To understand a DDoS, you must understand computer malware and the basics of how web servers work.

Some types of malware are designed to infect a computer and run other processes in the background. Your computer, infected with such malware, can be used to load a website without you noticing. This makes your computer part of a botnet; a large network of infected computers controlled by the maker of the malware.

When you — knowingly or not — load a website, your computer makes a request of the server that hosts the website. This requires connection bandwidth and server CPU power. Most web servers can handle up to a certain amount of traffic before they cut off additional incoming requests. This helps prevent glitches that open up security holes, stress hardware or damage the server.

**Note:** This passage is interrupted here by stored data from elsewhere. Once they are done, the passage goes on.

//! Report routes.

use std::sync::Arc;

use axum::{
    Json, Router,
    extract::{Extension, Query},
    http::StatusCode,
    response::IntoResponse,
    routing::get,
};
use chrono::{Datelike, NaiveDate, Utc};
use serde::Deserialize;

use crate::app::AppServices;
use crate::app::errors::repo_error_to_response;

pub fn router() -> Router {
    Router::new()
        .route("/dashboard", get(dashboard))
        .route("/monthly", get(monthly))
        .route("/production-summary", get(production_summary))
}

async fn dashboard(Extension(services): Extension<Arc<AppServices>>) -> axum::response::Response {
    match services.reports.dashboard(Utc::now().date_naive()).await {
        Ok(report) => (StatusCode::OK, Json(report)).into_response(),
        Err(e) => repo_error_to_response(e),
    }
}

#[derive(Debug, Deserialize)]
struct MonthlyQuery {
    year: Option<i32>,
    month: Option<u32>,
}

async fn monthly(
    Extension(services): Extension<Arc<AppServices>>,
    Query(query): Query<MonthlyQuery>,
) -> axum::response::Response {
    let today = Utc::now().date_naive();
    let year = query.year.unwrap_or_else(|| today.year());
    let month = query.month.unwrap_or_else(|| today.month());

    match services.reports.monthly(year, month).await {
        Ok(report) => (StatusCode::OK, Json(report)).into_response(),
        Err(e) => repo_error_to_response(e),
    }
}

#[derive(Debug, Deserialize)]
struct SummaryQuery {
    start_date: Option<NaiveDate>,
    end_date: Option<NaiveDate>,
}

async fn production_summary(
    Extension(services): Extension<Arc<AppServices>>,
    Query(query): Query<SummaryQuery>,
) -> axum::response::Response {
    let today = Utc::now().date_naive();
    let start = query
        .start_date
        .unwrap_or_else(|| today.with_day(1).unwrap_or(today));
    let end = query.end_date.unwrap_or(today);

    match services.reports.production_summary(start, end).await {
        Ok(summary) => (StatusCode::OK, Json(summary)).into_response(),
        Err(e) => repo_error_to_response(e),
    }
}
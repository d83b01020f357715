//! Audit trail of mutating actions.
//!
//! Writes are best-effort: an audit failure is logged and swallowed, never
//! surfaced to the request that triggered it.

use chrono::{DateTime, Utc};
use serde::Serialize;
use sqlx::postgres::PgRow;
use sqlx::{PgPool, Row};

use plantops_core::UserId;

use crate::error::{RepoError, RepoResult};

#[derive(Debug, Clone, Serialize)]
pub struct AuditRecord {
    pub audit_id: i64,
    pub user_id: Option<UserId>,
    pub user_name: Option<String>,
    pub action: String,
    pub entity_type: String,
    pub entity_id: Option<i64>,
    pub details: Option<serde_json::Value>,
    pub created_at: DateTime<Utc>,
}

/// Optional filters for the audit listing surface.
#[derive(Debug, Clone, Default)]
pub struct AuditFilter {
    pub user_id: Option<UserId>,
    pub entity_type: Option<String>,
    pub action: Option<String>,
    pub limit: i64,
}

#[derive(Debug, Clone, Serialize)]
pub struct AuditStats {
    pub total: i64,
    pub by_action: Vec<ActionCount>,
}

#[derive(Debug, Clone, Serialize)]
pub struct ActionCount {
    pub action: String,
    pub count: i64,
}

#[derive(Clone)]
pub struct AuditRepo {
    pool: PgPool,
}

impl AuditRepo {
    pub fn new(pool: PgPool) -> Self {
        Self { pool }
    }

    /// Record an audit event, swallowing storage failures.
    pub async fn record(
        &self,
        user_id: UserId,
        action: &str,
        entity_type: &str,
        entity_id: Option<i64>,
        details: Option<serde_json::Value>,
    ) {
        let result = sqlx::query(
            "INSERT INTO audit_logs (user_id, action, entity_type, entity_id, details) \
             VALUES ($1, $2, $3, $4, $5)",
        )
        .bind(user_id.as_i64())
        .bind(action)
        .bind(entity_type)
        .bind(entity_id)
        .bind(details)
        .execute(&self.pool)
        .await;

        if let Err(e) = result {
            tracing::warn!(error = %e, action, entity_type, "audit log write failed");
        }
    }

    pub async fn list(&self, filter: &AuditFilter) -> RepoResult<Vec<AuditRecord>> {
        let mut builder: sqlx::QueryBuilder<'_, sqlx::Postgres> = sqlx::QueryBuilder::new(
            "SELECT al.audit_id, al.user_id, al.action, al.entity_type, al.entity_id, \
             al.details, al.created_at, u.name AS user_name \
             FROM audit_logs al LEFT JOIN users u ON u.user_id = al.user_id WHERE 1=1",
        );

        if let Some(user_id) = filter.user_id {
            builder.push(" AND al.user_id = ");
            builder.push_bind(user_id.as_i64());
        }
        if let Some(entity_type) = &filter.entity_type {
            builder.push(" AND al.entity_type = ");
            builder.push_bind(entity_type);
        }
        if let Some(action) = &filter.action {
            builder.push(" AND al.action = ");
            builder.push_bind(action);
        }

        builder.push(" ORDER BY al.created_at DESC LIMIT ");
        builder.push_bind(if filter.limit > 0 { filter.limit } else { 100 });

        let rows = builder.build().fetch_all(&self.pool).await?;
        rows.iter().map(audit_from_row).collect()
    }

    pub async fn stats(&self) -> RepoResult<AuditStats> {
        let total: i64 = sqlx::query_scalar("SELECT COUNT(*) FROM audit_logs")
            .fetch_one(&self.pool)
            .await?;

        let rows = sqlx::query(
            "SELECT action, COUNT(*) AS count FROM audit_logs \
             GROUP BY action ORDER BY count DESC",
        )
        .fetch_all(&self.pool)
        .await?;

        let by_action = rows
            .iter()
            .map(|r| {
                Ok(ActionCount {
                    action: r.try_get("action")?,
                    count: r.try_get("count")?,
                })
            })
            .collect::<Result<_, RepoError>>()?;

        Ok(AuditStats { total, by_action })
    }
}

fn audit_from_row(row: &PgRow) -> Result<AuditRecord, RepoError> {
    Ok(AuditRecord {
        audit_id: row.try_get("audit_id")?,
        user_id: row.try_get::<Option<i64>, _>("user_id")?.map(UserId::new),
        user_name: row.try_get("user_name")?,
        action: row.try_get("action")?,
        entity_type: row.try_get("entity_type")?,
        entity_id: row.try_get("entity_id")?,
        details: row.try_get("details")?,
        created_at: row.try_get("created_at")?,
    })
}
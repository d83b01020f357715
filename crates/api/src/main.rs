use anyhow::Context;

#[tokio::main]
async fn main() -> anyhow::Result<()> {
    plantops_observability::init();

    let database_url = std::env::var("DATABASE_URL").context("DATABASE_URL must be set")?;
    let token_secret = std::env::var("TOKEN_SECRET").unwrap_or_else(|_| {
        tracing::warn!("TOKEN_SECRET not set; using insecure dev default");
        "dev-secret".to_string()
    });
    let bind_addr = std::env::var("BIND_ADDR").unwrap_or_else(|_| "0.0.0.0:8080".to_string());

    let pool = plantops_infra::connect(&database_url)
        .await
        .context("failed to connect to Postgres")?;
    plantops_infra::run_migrations(&pool)
        .await
        .context("failed to run migrations")?;

    let app = plantops_api::app::build_app(pool, token_secret);

    let listener = tokio::net::TcpListener::bind(&bind_addr)
        .await
        .with_context(|| format!("failed to bind {bind_addr}"))?;

    tracing::info!("listening on {}", listener.local_addr()?);

    axum::serve(listener, app).await?;
    Ok(())
}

A DDoS attack is designed to trigger these mechanisms, taking your site down from the public Internet and leaving you at the mercy of the hacker responsible. They may attempt to hold your traffic ransom, compromise your site to steal user data or perform some other nefarious trick.

Preventing DDoS Attacks

There are a few ways you can protect yourself from possible DDoS attacks. Unfortunately, you cannot assume that you will be safe simply because you’re a small business. Small businesses are often at risk simply because they do not have the resources to fall back on, such as those a global company has.

Preventing-DDoS-Attacks

1. Use a Content Delivery Network (CDN)

CDNs act as middlemen between your company and your audience, putting their technology to use in ways you or a typical server host can’t. They have high performance machines and scripts that are much more resilient in the face of oncoming traffic than traditional web servers. Essentially, you eliminate the risk of small botnets affecting your traffic. A large, ongoing and incredibly widespread DDoS attack may still punch through, but it takes quite a bit more work for a DDoS hacker to affect your site.

2. Use CDN DDoS Protection

Most CDNs have a number of different features you can set when you implement a contract. Some of these features, such as caching and edge servers, help prevent incoming DDoS traffic from affecting your site.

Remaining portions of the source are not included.